Excerpted data:
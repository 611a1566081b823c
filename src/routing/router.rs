use std::sync::Arc;

use tracing::{error, info, instrument, warn};

use super::detector::ServiceDetector;
use super::rules::RoutingRules;
use super::selector::ContextSelector;
use crate::domain::{Handler, Request, RoutingResult, RoutingStage};

/// Default number of selector suggestions appended to the detector's.
pub const DEFAULT_MAX_SUGGESTIONS: usize = 5;

/// A routing decision together with the handler it selected.
#[derive(Debug, Clone)]
pub struct RouteDecision {
    pub result: RoutingResult,
    pub handler: Option<Arc<dyn Handler>>,
}

impl RouteDecision {
    fn selected(handler: &Arc<dyn Handler>, target: Option<String>, stage: RoutingStage) -> Self {
        Self {
            result: RoutingResult::selected(handler.id(), target, stage),
            handler: Some(Arc::clone(handler)),
        }
    }
}

/// First healthy handler, in registration order, that serves `tag`.
fn find_available<'a>(handlers: &'a [Arc<dyn Handler>], tag: &str) -> Option<&'a Arc<dyn Handler>> {
    handlers.iter().find(|h| h.is_healthy() && h.serves(tag))
}

/// Multi-stage routing cascade.
///
/// Every method is a pure function of the request, the handler snapshot and
/// the rules table, so a decision can be recomputed at will.
#[derive(Debug, Clone)]
pub struct IntelligentRouter {
    detector: ServiceDetector,
    selector: ContextSelector,
    rules: Arc<RoutingRules>,
    max_suggestions: usize,
}

impl Default for IntelligentRouter {
    fn default() -> Self {
        Self::new(RoutingRules::builtin())
    }
}

impl IntelligentRouter {
    pub fn new(rules: RoutingRules) -> Self {
        Self {
            detector: ServiceDetector::new(),
            selector: ContextSelector::new(),
            rules: Arc::new(rules),
            max_suggestions: DEFAULT_MAX_SUGGESTIONS,
        }
    }

    #[must_use]
    pub fn with_max_suggestions(mut self, max_suggestions: usize) -> Self {
        self.max_suggestions = max_suggestions;
        self
    }

    pub fn rules(&self) -> &RoutingRules {
        &self.rules
    }

    pub fn detector(&self) -> &ServiceDetector {
        &self.detector
    }

    pub fn selector(&self) -> &ContextSelector {
        &self.selector
    }

    /// Run the full cascade: primary mapping, context-based selection,
    /// rule fallback, then any healthy handler.
    #[instrument(skip_all, fields(request_id = %request.id(), request_type = %request.request_type()))]
    pub fn route(&self, request: &Request, handlers: &[Arc<dyn Handler>]) -> RouteDecision {
        let text = ServiceDetector::request_text(request);
        let detection = self.detector.detect_text(&text);
        let service = detection.detected_service.clone();

        if let Some(service) = service.as_deref()
            && let Some(primary) = self.rules.primary_handler(service)
            && let Some(handler) = find_available(handlers, primary)
        {
            info!(handler_id = handler.id(), service, "Routing to primary mapping");
            return RouteDecision::selected(handler, Some(service.to_string()), RoutingStage::PrimaryMapping);
        }

        let mut suggestions = detection.suggestions;
        let ranked = self.selector.top_n(&text, self.max_suggestions, |tag| {
            find_available(handlers, tag).is_some()
        });
        for tag in ranked {
            if !suggestions.contains(&tag) {
                suggestions.push(tag);
            }
        }
        for tag in &suggestions {
            if let Some(handler) = find_available(handlers, tag) {
                info!(handler_id = handler.id(), tag = %tag, "Routing to suggested handler");
                return RouteDecision::selected(handler, service, RoutingStage::ContextBasedSelection);
            }
        }

        if let Some(rule) = service.as_deref().and_then(|s| self.rules.rule(s)) {
            let chain = self.rules.fallback_chain(&rule.primary);
            for tag in rule.preferred.iter().chain(chain.iter()) {
                if let Some(handler) = find_available(handlers, tag) {
                    info!(handler_id = handler.id(), tag = %tag, "Routing to fallback handler");
                    return RouteDecision::selected(handler, service, RoutingStage::FallbackSelection);
                }
            }
        }

        if let Some(handler) = handlers.iter().find(|h| h.is_healthy()) {
            warn!(handler_id = handler.id(), "Using any available handler as last resort");
            return RouteDecision::selected(handler, service, RoutingStage::LastResort);
        }

        error!(request_type = %request.request_type(), "No handlers available for request");
        RouteDecision {
            result: RoutingResult::failed(service),
            handler: None,
        }
    }

    /// Route to a named service: its primary handler, then its supporting
    /// handlers, then the regular cascade.
    pub fn route_to_service(
        &self,
        service: &str,
        request: &Request,
        handlers: &[Arc<dyn Handler>],
    ) -> RouteDecision {
        info!(service, "Routing request to specific service");

        if let Some(handler) = self
            .rules
            .primary_handler(service)
            .and_then(|primary| find_available(handlers, primary))
        {
            return RouteDecision::selected(handler, Some(service.to_string()), RoutingStage::ServiceSpecific);
        }

        for tag in self.rules.supporting_handlers(service) {
            if let Some(handler) = find_available(handlers, tag) {
                return RouteDecision::selected(
                    handler,
                    Some(service.to_string()),
                    RoutingStage::SupportingHandler,
                );
            }
        }

        self.route(request, handlers)
    }

    /// Best handler for a bare domain or technology name.
    pub fn best_for_domain(&self, domain: &str, handlers: &[Arc<dyn Handler>]) -> RouteDecision {
        let request = Request::builder(domain, format!("Request for domain: {domain}"))
            .context("type", "domain-specific")
            .build();
        let detection = self.detector.detect(&request);

        let primary = detection
            .detected_service
            .as_deref()
            .and_then(|s| self.rules.primary_handler(s))
            .unwrap_or(detection.primary_suggestion.as_str());

        if let Some(handler) = find_available(handlers, primary) {
            return RouteDecision::selected(handler, Some(domain.to_string()), RoutingStage::DomainSpecific);
        }

        for tag in &detection.suggestions {
            if let Some(handler) = find_available(handlers, tag) {
                return RouteDecision::selected(handler, Some(domain.to_string()), RoutingStage::DomainSuggestion);
            }
        }

        let mut result = RoutingResult::failed(Some(domain.to_string()));
        result.error = Some(format!("No suitable agent found for domain: {domain}"));
        RouteDecision { result, handler: None }
    }
}

#[cfg(test)]
mod tests {
    use super::*;
    use crate::domain::{HandlerStatus, TechnicalDomain};
    use crate::handlers::StaticHandler;
    use crate::routing::rules::RoutingPriority;

    fn handler(id: &str, domain: TechnicalDomain) -> Arc<dyn Handler> {
        Arc::new(StaticHandler::new(id, domain))
    }

    fn unhealthy(id: &str) -> Arc<dyn Handler> {
        let h = StaticHandler::new(id, TechnicalDomain::Implementation);
        h.set_status(HandlerStatus::Unavailable);
        Arc::new(h)
    }

    #[test]
    fn test_primary_mapping_wins_when_service_detected() {
        let router = IntelligentRouter::default();
        let handlers = vec![
            handler("spring-boot-developer", TechnicalDomain::Implementation),
            handler("event-driven-specialist", TechnicalDomain::EventDrivenArchitecture),
        ];
        let request = Request::builder("consult", "Add kafka consumer to pos-events").build();

        let decision = router.route(&request, &handlers);
        assert_eq!(decision.result.reason, "primary mapping");
        assert_eq!(decision.result.selected_handler.as_deref(), Some("event-driven-specialist"));
        assert_eq!(decision.result.target_service.as_deref(), Some("pos-events"));
    }

    #[test]
    fn test_context_based_selection_without_service() {
        let router = IntelligentRouter::default();
        let handlers = vec![
            handler("spring-boot-developer", TechnicalDomain::Implementation),
            handler("event-driven-specialist", TechnicalDomain::EventDrivenArchitecture),
        ];
        let request = Request::builder(
            "event-schema-design",
            "Design event schema for order processing",
        )
        .build();

        let decision = router.route(&request, &handlers);
        assert!(decision.result.success);
        assert_eq!(decision.result.stage, RoutingStage::ContextBasedSelection);
        assert_eq!(decision.result.selected_handler.as_deref(), Some("event-driven-specialist"));
    }

    #[test]
    fn test_selector_suggestions_follow_detector_suggestions() {
        let router = IntelligentRouter::default();
        // "grafana" only appears in the selector keyword table.
        let handlers = vec![handler("observability-engineer", TechnicalDomain::Observability)];
        let request = Request::builder("dashboards", "grafana panels").build();

        let decision = router.route(&request, &handlers);
        assert_eq!(decision.result.stage, RoutingStage::ContextBasedSelection);
        assert_eq!(decision.result.selected_handler.as_deref(), Some("observability-engineer"));
    }

    #[test]
    fn test_rule_fallback_when_primary_and_suggestions_unavailable() {
        let rules = RoutingRules::empty()
            .with_mapping("pos-events", "event-driven-specialist", &[])
            .with_rule(
                "pos-events",
                "event-driven-specialist",
                &["event-driven-specialist", "observability-engineer"],
                RoutingPriority::High,
                true,
            );
        let router = IntelligentRouter::new(rules);
        let handlers = vec![
            unhealthy("event-driven-specialist"),
            handler("observability-engineer", TechnicalDomain::Observability),
        ];
        let request = Request::builder("consult", "pos-events").build();

        let decision = router.route(&request, &handlers);
        assert_eq!(decision.result.reason, "fallback selection");
        assert_eq!(decision.result.selected_handler.as_deref(), Some("observability-engineer"));
    }

    #[test]
    fn test_last_resort_takes_first_healthy_in_registration_order() {
        let router = IntelligentRouter::default();
        let handlers = vec![
            unhealthy("a"),
            handler("b", TechnicalDomain::Documentation),
            handler("c", TechnicalDomain::Testing),
        ];
        let request = Request::builder("misc", "nothing recognisable").build();

        let decision = router.route(&request, &handlers);
        assert_eq!(decision.result.reason, "last resort selection");
        assert_eq!(decision.result.selected_handler.as_deref(), Some("b"));
    }

    #[test]
    fn test_failed_when_nothing_is_healthy() {
        let router = IntelligentRouter::default();
        let handlers = vec![unhealthy("a")];
        let request = Request::builder("misc", "touch pos-order").build();

        let decision = router.route(&request, &handlers);
        assert!(!decision.result.success);
        assert!(decision.handler.is_none());
        assert_eq!(decision.result.error.as_deref(), Some(RoutingResult::NO_HANDLERS));
        assert_eq!(decision.result.target_service.as_deref(), Some("pos-order"));

        let empty = router.route(&Request::builder("misc", "x").build(), &[]);
        assert_eq!(empty.result.target_service.as_deref(), Some("unknown"));
    }

    #[test]
    fn test_route_is_repeatable() {
        let router = IntelligentRouter::default();
        let handlers = vec![handler("security-specialist", TechnicalDomain::Security)];
        let request = Request::builder("auth", "jwt validation").build();
        assert_eq!(router.route(&request, &handlers).result, router.route(&request, &handlers).result);
    }

    #[test]
    fn test_route_to_service_stages() {
        let router = IntelligentRouter::default();
        let request = Request::builder("consult", "anything").build();

        let primary = vec![handler("configuration-management", TechnicalDomain::ConfigurationManagement)];
        let decision = router.route_to_service("pos-config-server", &request, &primary);
        assert_eq!(decision.result.reason, "service-specific routing");

        let supporting = vec![handler("security-specialist", TechnicalDomain::Security)];
        let decision = router.route_to_service("pos-config-server", &request, &supporting);
        assert_eq!(decision.result.reason, "supporting handler selection");

        let other = vec![handler("documentation-specialist", TechnicalDomain::Documentation)];
        let decision = router.route_to_service("pos-config-server", &request, &other);
        assert_eq!(decision.result.reason, "last resort selection");
    }

    #[test]
    fn test_best_for_domain() {
        let router = IntelligentRouter::default();
        let handlers = vec![
            handler("spring-boot-developer", TechnicalDomain::Implementation),
            handler("event-driven-specialist", TechnicalDomain::EventDrivenArchitecture),
        ];

        let decision = router.best_for_domain("kafka", &handlers);
        assert_eq!(decision.result.reason, "domain-specific selection");
        assert_eq!(decision.result.selected_handler.as_deref(), Some("event-driven-specialist"));

        let missing = router.best_for_domain("kafka", &handlers[..1]);
        assert!(!missing.result.success);
        assert_eq!(
            missing.result.error.as_deref(),
            Some("No suitable agent found for domain: kafka")
        );
    }
}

Directions for this task:
Quote every line from the beginning of the entries up to and including the line that contains "any healthy handler.".

Solved exercise:
repository 611a1566081b823c
filename src/routing/router.rs
use std::sync::Arc;

use tracing::{error, info, instrument, warn};

use super::detector::ServiceDetector;
use super::rules::RoutingRules;
use super::selector::ContextSelector;
use crate::domain::{Handler, Request, RoutingResult, RoutingStage};

/// Default number of selector suggestions appended to the detector's.
pub const DEFAULT_MAX_SUGGESTIONS: usize = 5;

/// A routing decision together with the handler it selected.
#[derive(Debug, Clone)]
pub struct RouteDecision {
    pub result: RoutingResult,
    pub handler: Option<Arc<dyn Handler>>,
}

impl RouteDecision {
    fn selected(handler: &Arc<dyn Handler>, target: Option<String>, stage: RoutingStage) -> Self {
        Self {
            result: RoutingResult::selected(handler.id(), target, stage),
            handler: Some(Arc::clone(handler)),
        }
    }
}

/// First healthy handler, in registration order, that serves `tag`.
fn find_available<'a>(handlers: &'a [Arc<dyn Handler>], tag: &str) -> Option<&'a Arc<dyn Handler>> {
    handlers.iter().find(|h| h.is_healthy() && h.serves(tag))
}

/// Multi-stage routing cascade.
///
/// Every method is a pure function of the request, the handler snapshot and
/// the rules table, so a decision can be recomputed at will.
#[derive(Debug, Clone)]
pub struct IntelligentRouter {
    detector: ServiceDetector,
    selector: ContextSelector,
    rules: Arc<RoutingRules>,
    max_suggestions: usize,
}

impl Default for IntelligentRouter {
    fn default() -> Self {
        Self::new(RoutingRules::builtin())
    }
}

impl IntelligentRouter {
    pub fn new(rules: RoutingRules) -> Self {
        Self {
            detector: ServiceDetector::new(),
            selector: ContextSelector::new(),
            rules: Arc::new(rules),
            max_suggestions: DEFAULT_MAX_SUGGESTIONS,
        }
    }

    #[must_use]
    pub fn with_max_suggestions(mut self, max_suggestions: usize) -> Self {
        self.max_suggestions = max_suggestions;
        self
    }

    pub fn rules(&self) -> &RoutingRules {
        &self.rules
    }

    pub fn detector(&self) -> &ServiceDetector {
        &self.detector
    }

    pub fn selector(&self) -> &ContextSelector {
        &self.selector
    }

    /// Run the full cascade: primary mapping, context-based selection,
    /// rule fallback, then any healthy handler.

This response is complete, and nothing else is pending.